As humans, we use our hands for a multitude of tasks every day, from work to sport to daily to everything in between. Our hands and wrists are a complicated interface of bones, muscles and tendons that are called on all day long, and when something goes wrong, it can be debilitating.
Wrists take a beating during a variety of fitness and sports activities. Weight-bearing sports like yoga, gymnastics, and calisthenics require athletes to bear significant amounts of their body weight through their wrists, often while moving the body over a fixed hand. Bat and racquet sports like baseball, hockey, golf and tennis subject the wrist to forceful torqueing. Martial arts requires a stable wrist in order to transmit forces from the shoulder to the hand during striking, as well as significant grip strength and wrist flexibility for grip control during holds and takedowns. Big lifts like front squats and snatches, as well as kettle bell work, require wrist mobility, grip strength and coordination. Blocking in football, cycling, rock climbing… the list goes on and on.

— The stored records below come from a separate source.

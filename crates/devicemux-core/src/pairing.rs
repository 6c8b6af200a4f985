//! Pairing records.
//!
//! A pairing record is the certificate and key bundle that proves a trust
//! relationship between this host and a device. The same record is kept in
//! two places: the muxer's local store (as a property list) and a cluster
//! secret. Both copies are compared byte for byte.

use std::fmt;
use std::io::Cursor;

use plist::{Dictionary, Value};

use crate::error::{CoreError, Result};

const DEVICE_CERTIFICATE: &str = "DeviceCertificate";
const HOST_CERTIFICATE: &str = "HostCertificate";
const HOST_PRIVATE_KEY: &str = "HostPrivateKey";
const ROOT_CERTIFICATE: &str = "RootCertificate";
const ROOT_PRIVATE_KEY: &str = "RootPrivateKey";
const HOST_ID: &str = "HostID";
const SYSTEM_BUID: &str = "SystemBUID";
const ESCROW_BAG: &str = "EscrowBag";
const WIFI_MAC_ADDRESS: &str = "WiFiMACAddress";

/// A host/device pairing record.
///
/// Certificates and keys are PEM-encoded, exactly as the muxer stores them.
/// Equality is structural.
#[derive(Clone, PartialEq, Eq)]
pub struct PairingRecord {
    /// The device certificate, signed by the root certificate.
    pub device_certificate: Vec<u8>,
    /// The host certificate, signed by the root certificate.
    pub host_certificate: Vec<u8>,
    /// The host private key.
    pub host_private_key: Vec<u8>,
    /// The self-signed root certificate.
    pub root_certificate: Vec<u8>,
    /// The root private key.
    pub root_private_key: Vec<u8>,
    /// The host identifier presented to lockdown.
    pub host_id: String,
    /// The system BUID of the host that created the record.
    pub system_buid: String,
    /// Device-encrypted blob returned on pairing, used for passcode-free
    /// reconnection.
    pub escrow_bag: Option<Vec<u8>>,
    /// The device's Wi-Fi MAC address, if known.
    pub wifi_mac_address: Option<String>,
}

impl PairingRecord {
    /// Parse a pairing record from a property list document (binary or XML).
    ///
    /// # Errors
    ///
    /// Returns an error if the document is not a dictionary or a required
    /// entry is missing.
    pub fn from_plist_bytes(bytes: &[u8]) -> Result<Self> {
        let value = Value::from_reader(Cursor::new(bytes))?;
        let dict = value.into_dictionary().ok_or_else(|| {
            CoreError::InvalidPairingRecord("document is not a dictionary".to_string())
        })?;
        Self::from_dictionary(&dict)
    }

    /// Parse a pairing record from a property list dictionary.
    ///
    /// # Errors
    ///
    /// Returns an error if a required entry is missing or has the wrong type.
    pub fn from_dictionary(dict: &Dictionary) -> Result<Self> {
        Ok(Self {
            device_certificate: required_data(dict, DEVICE_CERTIFICATE)?,
            host_certificate: required_data(dict, HOST_CERTIFICATE)?,
            host_private_key: required_data(dict, HOST_PRIVATE_KEY)?,
            root_certificate: required_data(dict, ROOT_CERTIFICATE)?,
            root_private_key: dict
                .get(ROOT_PRIVATE_KEY)
                .and_then(Value::as_data)
                .map(<[u8]>::to_vec)
                .unwrap_or_default(),
            host_id: required_string(dict, HOST_ID)?,
            system_buid: required_string(dict, SYSTEM_BUID)?,
            escrow_bag: dict
                .get(ESCROW_BAG)
                .and_then(Value::as_data)
                .map(<[u8]>::to_vec),
            wifi_mac_address: dict
                .get(WIFI_MAC_ADDRESS)
                .and_then(Value::as_string)
                .map(str::to_string),
        })
    }

    /// Convert the record into a property list dictionary.
    #[must_use]
    pub fn to_dictionary(&self) -> Dictionary {
        let mut dict = Dictionary::new();
        dict.insert(
            DEVICE_CERTIFICATE.to_string(),
            Value::Data(self.device_certificate.clone()),
        );
        dict.insert(
            HOST_CERTIFICATE.to_string(),
            Value::Data(self.host_certificate.clone()),
        );
        dict.insert(
            HOST_PRIVATE_KEY.to_string(),
            Value::Data(self.host_private_key.clone()),
        );
        dict.insert(
            ROOT_CERTIFICATE.to_string(),
            Value::Data(self.root_certificate.clone()),
        );
        dict.insert(
            ROOT_PRIVATE_KEY.to_string(),
            Value::Data(self.root_private_key.clone()),
        );
        dict.insert(HOST_ID.to_string(), Value::String(self.host_id.clone()));
        dict.insert(
            SYSTEM_BUID.to_string(),
            Value::String(self.system_buid.clone()),
        );
        if let Some(bag) = &self.escrow_bag {
            dict.insert(ESCROW_BAG.to_string(), Value::Data(bag.clone()));
        }
        if let Some(mac) = &self.wifi_mac_address {
            dict.insert(WIFI_MAC_ADDRESS.to_string(), Value::String(mac.clone()));
        }
        dict
    }

    /// Serialize the record as an XML property list document.
    ///
    /// # Errors
    ///
    /// Returns an error if serialization fails.
    pub fn to_plist_bytes(&self) -> Result<Vec<u8>> {
        let mut buf = Vec::new();
        Value::Dictionary(self.to_dictionary()).to_writer_xml(&mut buf)?;
        Ok(buf)
    }

    /// The entries sent to a device in a `Pair`, `Unpair` or `ValidatePair`
    /// request. Private keys are never included.
    #[must_use]
    pub fn to_public_dictionary(&self) -> Dictionary {
        let mut dict = Dictionary::new();
        dict.insert(
            DEVICE_CERTIFICATE.to_string(),
            Value::Data(self.device_certificate.clone()),
        );
        dict.insert(
            HOST_CERTIFICATE.to_string(),
            Value::Data(self.host_certificate.clone()),
        );
        dict.insert(
            ROOT_CERTIFICATE.to_string(),
            Value::Data(self.root_certificate.clone()),
        );
        dict.insert(HOST_ID.to_string(), Value::String(self.host_id.clone()));
        dict.insert(
            SYSTEM_BUID.to_string(),
            Value::String(self.system_buid.clone()),
        );
        dict
    }
}

impl fmt::Debug for PairingRecord {
    fn fmt(&self, f: &mut fmt::Formatter<'_>) -> fmt::Result {
        f.debug_struct("PairingRecord")
            .field("host_id", &self.host_id)
            .field("system_buid", &self.system_buid)
            .field("escrow_bag", &self.escrow_bag.as_ref().map(Vec::len))
            .field("wifi_mac_address", &self.wifi_mac_address)
            .finish_non_exhaustive()
    }
}

fn required_data(dict: &Dictionary, key: &str) -> Result<Vec<u8>> {
    dict.get(key)
        .and_then(Value::as_data)
        .map(<[u8]>::to_vec)
        .ok_or_else(|| CoreError::InvalidPairingRecord(format!("missing data entry {key}")))
}

fn required_string(dict: &Dictionary, key: &str) -> Result<String> {
    dict.get(key)
        .and_then(Value::as_string)
        .map(str::to_string)
        .ok_or_else(|| CoreError::InvalidPairingRecord(format!("missing string entry {key}")))
}

#[cfg(test)]
mod tests {
    use super::*;

    fn sample_record() -> PairingRecord {
        PairingRecord {
            device_certificate: b"device-cert".to_vec(),
            host_certificate: b"host-cert".to_vec(),
            host_private_key: b"host-key".to_vec(),
            root_certificate: b"root-cert".to_vec(),
            root_private_key: b"root-key".to_vec(),
            host_id: "01234567-89AB-CDEF-0123-456789ABCDEF".to_string(),
            system_buid: "30642A2B-7BD3-4DD2-9F2D-2B8E44B4A0D3".to_string(),
            escrow_bag: Some(vec![1, 2, 3]),
            wifi_mac_address: Some("aa:bb:cc:dd:ee:ff".to_string()),
        }
    }

    #[test]
    fn plist_roundtrip_preserves_every_field() {
        let record = sample_record();
        let bytes = record.to_plist_bytes().unwrap();
        let parsed = PairingRecord::from_plist_bytes(&bytes).unwrap();
        assert_eq!(parsed, record);
    }

    #[test]
    fn missing_required_entry_is_rejected() {
        let mut dict = sample_record().to_dictionary();
        dict.remove(HOST_CERTIFICATE);

        let err = PairingRecord::from_dictionary(&dict).unwrap_err();
        assert!(matches!(err, CoreError::InvalidPairingRecord(msg) if msg.contains("HostCertificate")));
    }

    #[test]
    fn public_dictionary_has_no_private_keys() {
        let dict = sample_record().to_public_dictionary();
        assert!(dict.get(HOST_PRIVATE_KEY).is_none());
        assert!(dict.get(ROOT_PRIVATE_KEY).is_none());
        assert!(dict.get(ESCROW_BAG).is_none());
        assert!(dict.get(DEVICE_CERTIFICATE).is_some());
    }

    #[test]
    fn equality_is_structural() {
        let a = sample_record();
        let mut b = sample_record();
        assert_eq!(a, b);

        b.host_certificate.push(0);
        assert_ne!(a, b);
    }

    #[test]
    fn debug_output_hides_keys() {
        let debug = format!("{:?}", sample_record());
        assert!(!debug.contains("host-key"));
        assert!(debug.contains("HostID") || debug.contains("host_id"));
    }
}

But it’s not just sporting activities that are affected. Cooking, typing, driving, working on your car or home, baby carrying — all of these can be unbearable with wrist pain.

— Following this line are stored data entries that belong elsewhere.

#[cfg(test)]
mod tests {
    use devicemux_core::DeviceId;
    use devicemux_lockdown::LockdownError;

    use super::*;
    use crate::host::mock::{mock_record, MockDeviceHost, MOCK_ESCROW_BAG};
    use crate::stores::mock::MemoryRecordStore;

    struct Fixture {
        host: Arc<MockDeviceHost>,
        muxer: Arc<MemoryRecordStore>,
        cluster: Arc<MemoryRecordStore>,
        cancel: CancellationToken,
        provisioner: PairingProvisioner,
        device: MuxerDevice,
    }

    fn fixture() -> Fixture {
        let host = Arc::new(MockDeviceHost::new());
        let muxer = Arc::new(MemoryRecordStore::new("muxer"));
        let cluster = Arc::new(MemoryRecordStore::new("cluster"));
        let cancel = CancellationToken::new();
        let device = host.attach(1, "abc");
        let provisioner = PairingProvisioner::new(
            host.clone(),
            muxer.clone(),
            cluster.clone(),
            Arc::new(PairingTaskRegistry::new()),
            PairingSettings {
                retry_interval: Duration::from_millis(5),
                timeout: Duration::from_secs(30),
            },
            cancel.clone(),
        );
        Fixture {
            host,
            muxer,
            cluster,
            cancel,
            provisioner,
            device,
        }
    }

    async fn wait_for_pairing(f: &Fixture) {
        while f.provisioner.registry().is_running(&f.device.udid) {
            tokio::time::sleep(Duration::from_millis(1)).await;
        }
    }

    #[tokio::test]
    async fn trusted_muxer_record_is_copied_to_cluster() {
        let f = fixture();
        let record = mock_record("HOST-A");
        f.host.trust("HOST-A");
        f.muxer.insert(&f.device.udid, record.clone());

        let winner = f.provisioner.provision(&f.device).await.unwrap();

        assert_eq!(winner, Some(record.clone()));
        assert_eq!(f.cluster.get(&f.device.udid), Some(record));
        assert_eq!(f.cluster.writes(), 1);
        assert_eq!(f.cluster.deletes(), 0);
        assert_eq!(f.muxer.writes(), 0);
    }

    #[tokio::test]
    async fn stale_store_is_rewritten_once() {
        let f = fixture();
        let stale = mock_record("HOST-OLD");
        let trusted = mock_record("HOST-NEW");
        f.host.trust("HOST-NEW");
        f.muxer.insert(&f.device.udid, stale);
        f.cluster.insert(&f.device.udid, trusted.clone());

        let winner = f.provisioner.provision(&f.device).await.unwrap();

        assert_eq!(winner, Some(trusted.clone()));
        assert_eq!(f.muxer.get(&f.device.udid), Some(trusted));
        assert_eq!(f.muxer.deletes(), 1);
        assert_eq!(f.muxer.writes(), 1);
        assert_eq!(f.cluster.deletes(), 0);
        assert_eq!(f.cluster.writes(), 0);

        f.provisioner.provision(&f.device).await.unwrap();
        assert_eq!(f.muxer.writes(), 1);
        assert_eq!(f.cluster.writes(), 0);
    }

    #[tokio::test]
    async fn untrusted_device_starts_one_pairing_task() {
        let f = fixture();

        assert!(f.provisioner.provision(&f.device).await.unwrap().is_none());
        assert!(f.provisioner.provision(&f.device).await.unwrap().is_none());

        assert_eq!(f.provisioner.registry().len(), 1);
        while f.host.pair_calls() == 0 {
            tokio::time::sleep(Duration::from_millis(1)).await;
        }
        assert!(f.provisioner.provision(&f.device).await.unwrap().is_none());
        f.cancel.cancel();
        wait_for_pairing(&f).await;
        assert_eq!(f.host.generated(), 1);
        assert_eq!(f.muxer.writes(), 0);
        assert_eq!(f.cluster.writes(), 0);
    }

    #[tokio::test]
    async fn rejected_validation_counts_as_untrusted() {
        let f = fixture();
        f.host.trust("HOST-A");
        f.host.fail_validation(|| LockdownError::Protocol {
            request: "ValidatePair".to_string(),
            error: "InvalidHostID".to_string(),
            payload: plist::Dictionary::new(),
        });
        f.muxer.insert(&f.device.udid, mock_record("HOST-A"));

        assert!(f.provisioner.provision(&f.device).await.unwrap().is_none());
        assert!(f.provisioner.registry().is_running(&f.device.udid));
        f.cancel.cancel();
    }

    #[tokio::test]
    async fn transient_validation_error_keeps_trusted_records() {
        let f = fixture();
        let record = mock_record("HOST-A");
        f.host.trust("HOST-A");
        f.host.fail_validation(|| LockdownError::ConnectionClosed);
        f.muxer.insert(&f.device.udid, record.clone());
        f.cluster.insert(&f.device.udid, record.clone());

        let err = f.provisioner.provision(&f.device).await.unwrap_err();

        assert!(err.is_retriable());
        assert!(f.provisioner.registry().is_empty());
        assert_eq!(f.host.generated(), 0);
        assert_eq!(f.muxer.get(&f.device.udid), Some(record.clone()));
        assert_eq!(f.cluster.get(&f.device.udid), Some(record));
        assert_eq!(f.muxer.writes() + f.cluster.writes(), 0);
        assert_eq!(f.muxer.deletes() + f.cluster.deletes(), 0);
    }

    #[tokio::test]
    async fn accepted_pairing_is_stored_in_both_stores() {
        let f = fixture();
        f.host.script_pair([PairingStatus::PairingDialogResponsePending]);
        f.host.script_password_protected();
        f.host.script_pair([PairingStatus::Success]);

        assert!(f.provisioner.provision(&f.device).await.unwrap().is_none());
        wait_for_pairing(&f).await;

        assert_eq!(f.host.pair_calls(), 3);
        let stored = f.muxer.get(&f.device.udid).unwrap();
        assert_eq!(stored.escrow_bag.as_deref(), Some(MOCK_ESCROW_BAG));
        assert_eq!(f.cluster.get(&f.device.udid), Some(stored.clone()));

        let winner = f.provisioner.provision(&f.device).await.unwrap();
        assert_eq!(winner, Some(stored));
        assert_eq!(f.muxer.writes(), 1);
        assert_eq!(f.cluster.writes(), 1);
    }

    #[tokio::test]
    async fn denied_pairing_stores_nothing() {
        let f = fixture();
        f.host.script_pair([PairingStatus::UserDeniedPairing]);

        f.provisioner.provision(&f.device).await.unwrap();
        wait_for_pairing(&f).await;

        assert_eq!(f.host.pair_calls(), 1);
        assert!(f.muxer.get(&f.device.udid).is_none());
        assert!(f.cluster.get(&f.device.udid).is_none());
    }

    #[tokio::test(start_paused = true)]
    async fn pairing_gives_up_after_timeout() {
        let host = Arc::new(MockDeviceHost::new());
        let device = MuxerDevice::usb(DeviceId::new(1), Udid::new("abc").unwrap());
        let registry = Arc::new(PairingTaskRegistry::new());
        let provisioner = PairingProvisioner::new(
            host.clone(),
            Arc::new(MemoryRecordStore::new("muxer")),
            Arc::new(MemoryRecordStore::new("cluster")),
            Arc::clone(&registry),
            PairingSettings {
                retry_interval: Duration::from_secs(1),
                timeout: Duration::from_secs(10),
            },
            CancellationToken::new(),
        );

        provisioner.provision(&device).await.unwrap();
        tokio::time::sleep(Duration::from_secs(11)).await;
        tokio::task::yield_now().await;

        assert!(!registry.is_running(&device.udid));
        assert!((10..=11).contains(&host.pair_calls()));
    }
}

So how do we protect them? The key to avoiding wrist pain is to optimize alignment in the joints and improve the strength of the muscles stabilizing them.
First — Mobility
Most of the muscles that flex and extend your wrist and your fingers start way up in your arm, many of them as high as the bulky muscles near your elbow. Prolonged positions or repetitive tasks can cause shortening and restriction in these muscles, which then restrict the range of motion of your wrists, and stiffness equals pain.

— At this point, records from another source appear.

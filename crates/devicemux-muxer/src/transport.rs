//! Muxer socket endpoints.
//!
//! usbmuxd listens on a Unix socket by default. When the sidecar runs next to
//! a remote muxer it can be pointed at a TCP endpoint instead through
//! `USBMUXD_SOCKET_ADDRESS`.

use std::fmt;
use std::io;
use std::path::PathBuf;
use std::pin::Pin;
use std::task::{Context, Poll};

use tokio::io::{AsyncRead, AsyncWrite, ReadBuf};
use tokio::net::{TcpStream, UnixStream};

/// The default usbmuxd socket path.
pub const DEFAULT_SOCKET_PATH: &str = "/var/run/usbmuxd";

/// Environment variable overriding the muxer address.
pub const SOCKET_ADDRESS_ENV: &str = "USBMUXD_SOCKET_ADDRESS";

/// Where the muxer listens.
#[derive(Debug, Clone, PartialEq, Eq)]
pub enum MuxerEndpoint {
    /// A Unix domain socket.
    Unix(PathBuf),
    /// A TCP `host:port` address.
    Tcp(String),
}

impl Default for MuxerEndpoint {
    fn default() -> Self {
        Self::Unix(PathBuf::from(DEFAULT_SOCKET_PATH))
    }
}

impl MuxerEndpoint {
    /// Read the endpoint from `USBMUXD_SOCKET_ADDRESS`, falling back to the
    /// default socket path.
    #[must_use]
    pub fn from_env() -> Self {
        std::env::var(SOCKET_ADDRESS_ENV)
            .ok()
            .filter(|v| !v.is_empty())
            .map_or_else(Self::default, |v| Self::parse(&v))
    }

    /// Parse an address of the form `unix:/path/to/socket` or `host:port`.
    ///
    /// A bare absolute path is treated as a Unix socket.
    #[must_use]
    pub fn parse(address: &str) -> Self {
        if let Some(path) = address.strip_prefix("unix:") {
            Self::Unix(PathBuf::from(path))
        } else if address.starts_with('/') {
            Self::Unix(PathBuf::from(address))
        } else {
            Self::Tcp(address.to_string())
        }
    }

    /// Open a new connection to the muxer.
    ///
    /// # Errors
    ///
    /// Returns an error if the socket cannot be opened.
    pub async fn connect(&self) -> io::Result<MuxerStream> {
        match self {
            Self::Unix(path) => Ok(MuxerStream::Unix(UnixStream::connect(path).await?)),
            Self::Tcp(address) => {
                let stream = TcpStream::connect(address).await?;
                stream.set_nodelay(true)?;
                Ok(MuxerStream::Tcp(stream))
            }
        }
    }
}

impl fmt::Display for MuxerEndpoint {
    fn fmt(&self, f: &mut fmt::Formatter<'_>) -> fmt::Result {
        match self {
            Self::Unix(path) => write!(f, "unix:{}", path.display()),
            Self::Tcp(address) => f.write_str(address),
        }
    }
}

/// A connected muxer socket.
#[derive(Debug)]
pub enum MuxerStream {
    /// Unix domain socket.
    Unix(UnixStream),
    /// TCP socket.
    Tcp(TcpStream),
}

impl AsyncRead for MuxerStream {
    fn poll_read(
        self: Pin<&mut Self>,
        cx: &mut Context<'_>,
        buf: &mut ReadBuf<'_>,
    ) -> Poll<io::Result<()>> {
        match self.get_mut() {
            Self::Unix(s) => Pin::new(s).poll_read(cx, buf),
            Self::Tcp(s) => Pin::new(s).poll_read(cx, buf),
        }
    }
}

impl AsyncWrite for MuxerStream {
    fn poll_write(
        self: Pin<&mut Self>,
        cx: &mut Context<'_>,
        buf: &[u8],
    ) -> Poll<io::Result<usize>> {
        match self.get_mut() {
            Self::Unix(s) => Pin::new(s).poll_write(cx, buf),
            Self::Tcp(s) => Pin::new(s).poll_write(cx, buf),
        }
    }

    fn poll_flush(self: Pin<&mut Self>, cx: &mut Context<'_>) -> Poll<io::Result<()>> {
        match self.get_mut() {
            Self::Unix(s) => Pin::new(s).poll_flush(cx),
            Self::Tcp(s) => Pin::new(s).poll_flush(cx),
        }
    }

    fn poll_shutdown(self: Pin<&mut Self>, cx: &mut Context<'_>) -> Poll<io::Result<()>> {
        match self.get_mut() {
            Self::Unix(s) => Pin::new(s).poll_shutdown(cx),
            Self::Tcp(s) => Pin::new(s).poll_shutdown(cx),
        }
    }
}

Try these two forearm stretches:
*Wrist Flexor stretch
*Wrist Extensor stretch
Second — Strength and stability
One thing I cannot stress enough is the importance of core and shoulder strength in terms of wrist strength and stability. The farther up the kinetic chain you get, the more control you’ll be able to wield in terms of reducing stress and controlling movement at the wrist. But you’ll want to work the wrists and hands as well.
Plank variations on your knuckles are a great way to work on alignment and stability and improve the proprioception — that is, the intricate responses to perturbation — at your wrists. Begin with a stable surface, and increase the softness of the surface as you get stronger. And GO SLOW! Crumpling into a weak wrist because you rushed to increase the challenge will just lead to more pain and potential injury.
Wrist strength includes grip and hand strength as well. Work on grip strength by squeezing a tennis ball, and increase reps as you get stronger. You can also try gripping a kettle bell — try a farmer’s carry or a bottoms up farmer’s carry (bonus: you’ll get a core and shoulder burn, too). Start with a small 5-pound bell and increase as you get stronger.
If your wrist pain is severe or isn’t getting better, please seek care! Physical therapists (like me!) are specifically trained to improve joint mobility and to improve the movement and balance in your body, and are a great place to start for wrist and hand pain. Not only can we provide hands-on (ha!) treatment, but we can also teach you specific strategies for your sport or daily tasks to decrease pain or risk of injury, and improve your grip strength and wrist stability.